:: MATERIALS PROVIDED ::

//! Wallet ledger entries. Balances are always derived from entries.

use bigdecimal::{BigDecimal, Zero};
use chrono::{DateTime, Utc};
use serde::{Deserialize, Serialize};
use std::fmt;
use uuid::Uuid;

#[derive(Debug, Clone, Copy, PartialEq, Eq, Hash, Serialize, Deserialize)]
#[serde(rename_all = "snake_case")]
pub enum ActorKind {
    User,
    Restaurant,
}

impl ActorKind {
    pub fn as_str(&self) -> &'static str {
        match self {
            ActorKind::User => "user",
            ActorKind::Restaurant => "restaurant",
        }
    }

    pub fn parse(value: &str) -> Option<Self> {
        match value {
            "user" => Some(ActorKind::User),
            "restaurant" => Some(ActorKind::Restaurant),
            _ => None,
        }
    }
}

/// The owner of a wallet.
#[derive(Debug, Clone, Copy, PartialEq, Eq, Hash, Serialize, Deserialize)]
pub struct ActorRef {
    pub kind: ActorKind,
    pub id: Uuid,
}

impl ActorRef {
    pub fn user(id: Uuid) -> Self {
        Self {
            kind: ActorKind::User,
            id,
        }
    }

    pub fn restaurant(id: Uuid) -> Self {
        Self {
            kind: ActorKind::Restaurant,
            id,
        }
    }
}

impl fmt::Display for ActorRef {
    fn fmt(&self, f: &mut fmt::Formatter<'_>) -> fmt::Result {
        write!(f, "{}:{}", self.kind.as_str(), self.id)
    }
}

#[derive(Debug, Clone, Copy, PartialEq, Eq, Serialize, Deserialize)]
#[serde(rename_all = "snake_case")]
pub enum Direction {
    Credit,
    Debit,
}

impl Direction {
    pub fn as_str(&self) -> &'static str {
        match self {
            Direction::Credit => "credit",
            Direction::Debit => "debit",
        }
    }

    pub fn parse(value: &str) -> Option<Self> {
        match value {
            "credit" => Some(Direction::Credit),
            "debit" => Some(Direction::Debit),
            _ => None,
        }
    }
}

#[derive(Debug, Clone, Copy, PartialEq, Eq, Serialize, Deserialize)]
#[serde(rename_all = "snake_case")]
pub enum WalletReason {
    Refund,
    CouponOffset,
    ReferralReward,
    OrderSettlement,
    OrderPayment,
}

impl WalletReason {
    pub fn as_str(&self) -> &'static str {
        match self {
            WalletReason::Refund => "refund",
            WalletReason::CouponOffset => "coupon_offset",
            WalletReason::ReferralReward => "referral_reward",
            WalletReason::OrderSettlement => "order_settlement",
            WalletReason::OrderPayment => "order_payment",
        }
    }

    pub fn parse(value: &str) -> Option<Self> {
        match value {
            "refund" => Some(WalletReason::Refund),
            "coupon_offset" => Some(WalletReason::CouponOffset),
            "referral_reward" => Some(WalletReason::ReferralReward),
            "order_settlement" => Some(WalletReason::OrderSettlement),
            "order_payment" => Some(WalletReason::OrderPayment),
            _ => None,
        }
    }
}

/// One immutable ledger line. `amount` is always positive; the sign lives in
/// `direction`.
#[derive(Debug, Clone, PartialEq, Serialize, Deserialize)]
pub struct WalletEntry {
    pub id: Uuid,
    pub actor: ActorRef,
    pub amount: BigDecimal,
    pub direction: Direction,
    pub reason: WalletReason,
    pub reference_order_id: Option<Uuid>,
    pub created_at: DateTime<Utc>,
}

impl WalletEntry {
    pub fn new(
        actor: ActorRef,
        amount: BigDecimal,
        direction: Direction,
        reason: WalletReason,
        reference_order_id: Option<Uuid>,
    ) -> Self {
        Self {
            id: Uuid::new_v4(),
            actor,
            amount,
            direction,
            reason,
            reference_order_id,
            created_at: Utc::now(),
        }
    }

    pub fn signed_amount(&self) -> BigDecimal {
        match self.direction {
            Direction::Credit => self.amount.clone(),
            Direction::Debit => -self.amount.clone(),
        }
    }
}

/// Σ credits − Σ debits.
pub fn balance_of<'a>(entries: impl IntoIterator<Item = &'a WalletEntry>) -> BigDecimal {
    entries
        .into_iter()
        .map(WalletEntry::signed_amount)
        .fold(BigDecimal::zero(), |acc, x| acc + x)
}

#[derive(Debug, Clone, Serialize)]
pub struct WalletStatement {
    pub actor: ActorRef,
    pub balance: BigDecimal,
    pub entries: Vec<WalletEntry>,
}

* * *

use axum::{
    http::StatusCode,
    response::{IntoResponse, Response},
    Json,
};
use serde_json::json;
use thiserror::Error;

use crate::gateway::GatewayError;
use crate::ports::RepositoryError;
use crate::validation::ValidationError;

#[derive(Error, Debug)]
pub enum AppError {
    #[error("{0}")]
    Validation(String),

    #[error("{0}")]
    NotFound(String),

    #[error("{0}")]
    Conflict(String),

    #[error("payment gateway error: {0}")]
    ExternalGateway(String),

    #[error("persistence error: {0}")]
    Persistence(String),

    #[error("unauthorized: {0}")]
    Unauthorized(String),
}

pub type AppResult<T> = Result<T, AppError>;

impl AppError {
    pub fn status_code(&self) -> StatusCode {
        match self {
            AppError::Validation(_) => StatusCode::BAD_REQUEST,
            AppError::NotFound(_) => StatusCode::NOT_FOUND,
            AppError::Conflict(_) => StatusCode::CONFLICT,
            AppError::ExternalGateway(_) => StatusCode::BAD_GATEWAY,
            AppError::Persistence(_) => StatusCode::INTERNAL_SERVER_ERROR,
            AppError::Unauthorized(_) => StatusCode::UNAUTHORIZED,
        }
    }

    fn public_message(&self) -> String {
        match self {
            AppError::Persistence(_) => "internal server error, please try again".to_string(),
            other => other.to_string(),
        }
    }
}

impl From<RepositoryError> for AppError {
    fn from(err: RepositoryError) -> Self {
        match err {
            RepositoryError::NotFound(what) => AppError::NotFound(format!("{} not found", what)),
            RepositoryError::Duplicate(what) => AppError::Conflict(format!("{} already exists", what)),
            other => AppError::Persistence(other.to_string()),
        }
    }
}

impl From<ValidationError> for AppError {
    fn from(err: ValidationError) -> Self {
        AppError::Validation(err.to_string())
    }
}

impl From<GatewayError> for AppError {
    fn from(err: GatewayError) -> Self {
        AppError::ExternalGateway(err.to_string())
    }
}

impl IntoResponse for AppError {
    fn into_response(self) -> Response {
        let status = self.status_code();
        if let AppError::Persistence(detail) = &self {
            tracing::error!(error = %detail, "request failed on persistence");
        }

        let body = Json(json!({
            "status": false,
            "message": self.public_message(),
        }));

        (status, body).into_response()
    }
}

:: YOUR OBJECTIVE ::
From the records above, pull out every line containing the word "Refund".

:: OUTPUT ::
    Refund,
            WalletReason::Refund => "refund",
            "refund" => Some(WalletReason::Refund),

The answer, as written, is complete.